WHAT IS REQUIRED: Search the records for lines that contain the word "with". Copy them all.

==== ENTRIES SHOWN

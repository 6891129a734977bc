//! Landmark ingestion from JavaScript
//!
//! Receives pose landmarks as a flat Float32Array and hands them to the
//! running session as a `PoseSnapshot`.

use wasm_bindgen::prelude::*;

use super::session_integration::push_snapshot;
use crate::pose::PoseSnapshot;

// ============================================================================
// WASM-BINDGEN ENTRY POINTS
// ============================================================================

/// Called from JavaScript once per detected pose
///
/// `data` is `[x, y, visibility] × N` with N = 33 (MediaPipe) or
/// 17 (PoseNet). Pass an empty array when no person was found so the
/// session can notice the absence.
#[wasm_bindgen]
pub fn update_pose(data: &[f32], timestamp_ms: f64) -> Result<(), JsValue> {
    let snapshot = parse_snapshot(data, timestamp_ms)?;
    push_snapshot(&snapshot);
    Ok(())
}

/// Same as `update_pose`, stamped with `Date.now()`
#[wasm_bindgen]
pub fn update_pose_now(data: &[f32]) -> Result<(), JsValue> {
    update_pose(data, js_sys::Date::now())
}

// ============================================================================
// INTERNAL API (no wasm_bindgen)
// ============================================================================

/// Parse a flat landmark array, warning on the console when it is malformed
pub(crate) fn parse_snapshot(data: &[f32], timestamp_ms: f64) -> Result<PoseSnapshot, JsValue> {
    PoseSnapshot::from_flat(data, timestamp_ms).map_err(|err| {
        web_sys::console::warn_1(&format!("Invalid landmark data: {err}").into());
        JsValue::from(err)
    })
}
//! Rolling label buffer for temporal smoothing
//!
//! Stores the last N raw labels, overwriting the oldest.

use super::label::ExerciseLabel;

/// Default number of frames in the smoothing window
pub const DEFAULT_HISTORY_LEN: usize = 10;

/// Ring buffer of raw labels in insertion order
#[derive(Clone, Debug, PartialEq)]
pub struct LabelHistory {
    /// Circular buffer data
    data: Vec<ExerciseLabel>,

    /// Current write position (points to next slot to write)
    write_index: usize,

    /// Whether buffer has been filled at least once
    filled: bool,
}

impl LabelHistory {
    /// `capacity` is clamped to at least one slot
    pub fn new(capacity: usize) -> Self {
        Self {
            data: vec![ExerciseLabel::None; capacity.max(1)],
            write_index: 0,
            filled: false,
        }
    }

    pub fn capacity(&self) -> usize {
        self.data.len()
    }

    /// Push a new label into the buffer
    pub fn push(&mut self, label: ExerciseLabel) {
        self.data[self.write_index] = label;
        self.write_index = (self.write_index + 1) % self.data.len();

        // Mark as filled when we wrap around
        if self.write_index == 0 {
            self.filled = true;
        }
    }

    pub fn len(&self) -> usize {
        if self.filled {
            self.data.len()
        } else {
            self.write_index
        }
    }

    pub fn is_empty(&self) -> bool {
        self.len() == 0
    }

    /// Labels from oldest to newest
    pub fn iter(&self) -> impl Iterator<Item = ExerciseLabel> + '_ {
        let start = if self.filled { self.write_index } else { 0 };
        let cap = self.data.len();
        (0..self.len()).map(move |i| self.data[(start + i) % cap])
    }

    /// Clear the buffer (used on reset)
    pub fn clear(&mut self) {
        self.data.fill(ExerciseLabel::None);
        self.write_index = 0;
        self.filled = false;
    }
}

impl Default for LabelHistory {
    fn default() -> Self {
        Self::new(DEFAULT_HISTORY_LEN)
    }
}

========

RESPONSE:
/// `data` is `[x, y, visibility] × N` with N = 33 (MediaPipe) or
/// Same as `update_pose`, stamped with `Date.now()`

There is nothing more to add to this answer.